### YOUR OBJECTIVE
What lines below contain the word "SecurityLevel"? Please pull each one out.
--- RECORD EXCERPTS Enclosed Below ---
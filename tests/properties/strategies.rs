use cloudflare_security::models::SecurityLevel;
use proptest::prelude::*;
use serde_json::{Map, Value};

const MAX_COLLECTION_SIZE: usize = 5;

/// camelCase key: lowercase first letter, then ASCII alphanumerics
pub fn camel_key_strategy() -> impl Strategy<Value = String> + Clone {
	"[a-z][a-zA-Z0-9]{0,12}".prop_map(|s| s.to_string())
}

/// underscore-delimited key whose segments start with a lowercase letter
pub fn wire_key_strategy() -> impl Strategy<Value = String> + Clone {
	prop::collection::vec("[a-z][a-z0-9]{0,6}", 1..4).prop_map(|segments| segments.join("_"))
}

pub fn scalar_strategy() -> impl Strategy<Value = Value> {
	prop_oneof![
		Just(Value::Null),
		any::<bool>().prop_map(Value::Bool),
		any::<i64>().prop_map(Value::from),
		"[a-zA-Z0-9_ ]{0,16}".prop_map(Value::String),
	]
}

/// JSON tree whose object keys are drawn from `keys`
pub fn json_tree_strategy<S>(keys: S) -> impl Strategy<Value = Value>
where
	S: Strategy<Value = String> + Clone + 'static,
{
	scalar_strategy().prop_recursive(4, 32, MAX_COLLECTION_SIZE as u32, move |inner| {
		prop_oneof![
			prop::collection::vec(inner.clone(), 0..MAX_COLLECTION_SIZE).prop_map(Value::Array),
			prop::collection::btree_map(keys.clone(), inner, 0..MAX_COLLECTION_SIZE)
				.prop_map(|entries| Value::Object(entries.into_iter().collect::<Map<_, _>>())),
		]
	})
}

pub fn security_level_strategy() -> impl Strategy<Value = SecurityLevel> {
	prop::sample::select(SecurityLevel::ALL.to_vec())
}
--- End of Enclosed RECORD EXCERPTS ---
### WRITTEN SOLUTION
use cloudflare_security::models::SecurityLevel;
pub fn security_level_strategy() -> impl Strategy<Value = SecurityLevel> {
	prop::sample::select(SecurityLevel::ALL.to_vec())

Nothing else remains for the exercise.